Hindustan Times (Delhi)

DU got machines in 2007, tough protocols came later

- HT Correspond­ent htreporter­s@hindustant­imes.com

NEWDELHI: The procuremen­t of the electronic voting machines (EVMS) by the Delhi University (DU) for its student union elections has given rise to a political storm with several parties alleging tampering.

The election commission has already denied any associatio­n with the machines in question. Officials at the university said these machines were purchased between 2006 and 2007. The stringent protocols that are currently in place came later, they said.

The officials at the university said over 7,000 EVMS were bought from Electronic­s Corporatio­n of India Limited (ECIL), the company that provides EVMS to Election Commission of India (ECI).

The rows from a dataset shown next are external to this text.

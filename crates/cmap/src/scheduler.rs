//! Change propagation scheduling.
//!
//! Property writes do not update dependent geometry immediately. Instead the
//! owning component is marked dirty with the [`Scheduler`], which asks its
//! [`FrameClock`] for a frame the first time anything becomes dirty in a turn.
//! When the host runs the frame it calls
//! [`Diagram::settle`](crate::Diagram::settle), which drains the scheduler:
//!
//! 1. Every dirty component is *resolved*: each relation registered on it is
//!    updated. Relation updates may dirty further components, which are
//!    queued and resolved in the same pass until nothing is left.
//! 2. Every component that became dirty is redrawn exactly once, in the order
//!    it was first marked.
//!
//! Many writes inside one turn therefore coalesce into a single pass.

use std::{collections::VecDeque, fmt};

use indexmap::IndexSet;
use log::trace;

use crate::id::ComponentId;

/// Source of frame callbacks.
///
/// `request_frame` is called at most once between two settle passes. The
/// host is expected to call [`Diagram::settle`](crate::Diagram::settle) when
/// the requested frame fires.
pub trait FrameClock: fmt::Debug {
    fn request_frame(&mut self);
}

/// A clock that never fires on its own; the host settles explicitly.
#[derive(Debug, Default, Clone, Copy)]
pub struct ManualClock;

impl FrameClock for ManualClock {
    fn request_frame(&mut self) {}
}

/// Collects dirty components between settle passes.
#[derive(Debug)]
pub struct Scheduler {
    clock: Option<Box<dyn FrameClock>>,
    /// Every component dirtied since the last pass, in first-marked order.
    dirty: IndexSet<ComponentId>,
    /// Dirty components whose relations have not been resolved yet.
    unresolved: VecDeque<ComponentId>,
    detached: Vec<ComponentId>,
    frame_requested: bool,
}

impl Scheduler {
    /// Creates a scheduler that requests frames from `clock`.
    pub fn new(clock: Box<dyn FrameClock>) -> Self {
        Self {
            clock: Some(clock),
            dirty: IndexSet::new(),
            unresolved: VecDeque::new(),
            detached: Vec::new(),
            frame_requested: false,
        }
    }

    /// Creates a scheduler without a rendering surface.
    ///
    /// Marking components dirty is a no-op, so nothing is ever propagated or
    /// redrawn.
    pub fn headless() -> Self {
        Self {
            clock: None,
            dirty: IndexSet::new(),
            unresolved: VecDeque::new(),
            detached: Vec::new(),
            frame_requested: false,
        }
    }

    pub fn is_headless(&self) -> bool {
        self.clock.is_none()
    }

    /// Records that `id` changed and needs its relations resolved and a redraw.
    ///
    /// A component that is dirtied again after its relations were resolved in
    /// the running pass is queued for resolution once more; it is still
    /// redrawn only once.
    pub fn mark_dirty(&mut self, id: ComponentId) {
        if self.clock.is_none() {
            return;
        }

        if self.dirty.insert(id) || !self.unresolved.contains(&id) {
            trace!(id:%; "Component marked dirty");
            self.unresolved.push_back(id);
        }

        self.request_frame();
    }

    /// Returns true if `id` has been marked dirty since the last pass.
    pub fn is_dirty(&self, id: ComponentId) -> bool {
        self.dirty.contains(&id)
    }

    /// Returns the dirty components in first-marked order.
    pub fn dirty(&self) -> impl Iterator<Item = ComponentId> + '_ {
        self.dirty.iter().copied()
    }

    /// Returns true if a frame has been requested and not yet settled.
    pub fn frame_requested(&self) -> bool {
        self.frame_requested
    }

    /// Returns true if a settle pass has anything to do.
    pub fn has_pending(&self) -> bool {
        !self.dirty.is_empty() || !self.detached.is_empty()
    }

    pub(crate) fn next_unresolved(&mut self) -> Option<ComponentId> {
        self.unresolved.pop_front()
    }

    /// Records that `id` left the render tree.
    pub(crate) fn mark_detached(&mut self, id: ComponentId) {
        if self.clock.is_none() {
            return;
        }
        self.dirty.shift_remove(&id);
        self.unresolved.retain(|queued| *queued != id);
        self.detached.push(id);
        self.request_frame();
    }

    /// Ends the running pass, returning the dirty and the detached components.
    pub(crate) fn finish_pass(&mut self) -> (Vec<ComponentId>, Vec<ComponentId>) {
        self.unresolved.clear();
        self.frame_requested = false;
        let dirty = self.dirty.drain(..).collect();
        let detached = std::mem::take(&mut self.detached);
        (dirty, detached)
    }

    fn request_frame(&mut self) {
        if self.frame_requested {
            return;
        }
        if let Some(clock) = self.clock.as_mut() {
            self.frame_requested = true;
            clock.request_frame();
        }
    }
}

/// Summary of one settle pass.
#[derive(Debug, Clone, Default, PartialEq, Eq)]
pub struct SettleReport {
    /// Number of component resolutions performed.
    pub resolved: usize,
    /// Components handed to the render sink, in redraw order.
    pub redrawn: Vec<ComponentId>,
    /// Components removed from the render sink.
    pub detached: Vec<ComponentId>,
    /// True if the pass hit the resolution limit before reaching a fixpoint.
    pub aborted: bool,
}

The DU was the first university to introduce EVMS in student union elections in 2007.

Eleven years on, it continues to use the same set of machines.

“The machines are kept in a confidenti­al location throughout the year. Every year, before the student union election, a team of ECIL engineers conduct twolevel checking of the machines,” a senior official said.

Despite several attempts, officials from ECIL did not comment on the matter. Also, calls and messages to DU vice-chancellor Yogesh Tyagi and the university’s election committee officer V K Kaul went unanswered.

Political parties such as the Congress and the AAP alleged that the EVMS were “tampered with” during the Delhi University Students’ Union (DUSU) elections, the results of which were allowed on Thursday night.

The Rss-affiliated Akhil Bharatiya Vidyarthi Parishad swept three of the four positions, while Congress-backed National Students Union of India had to be content with one.

Although political parties alleged that the EVMS were pro- cured in violation of ECI norms, DU officials said the revised norms came in 2010, three years after they got the EVMS.

As per the revised norms, the ECI does not provide or sell EVMS that are no longer in use to any local body, state or university to conduct elections nor can buyers procure these machines from the manufactur­ers without the consent of the poll panel.

“It was decided in 2010 that all machines that are discontinu­ed by the ECI after 15 years of use will be destroyed,” an ECI official said.

Delhi election commission­er SK Shrivastav­a said, “The municipal elections, and even the elections in Chandigarh, were held with EVMS borrowed from the ECI. The state does not procure EVMS. The question in this case is whether the DU election committee had taken permission of the ECI to conduct the students’ union election using these machines,” he said.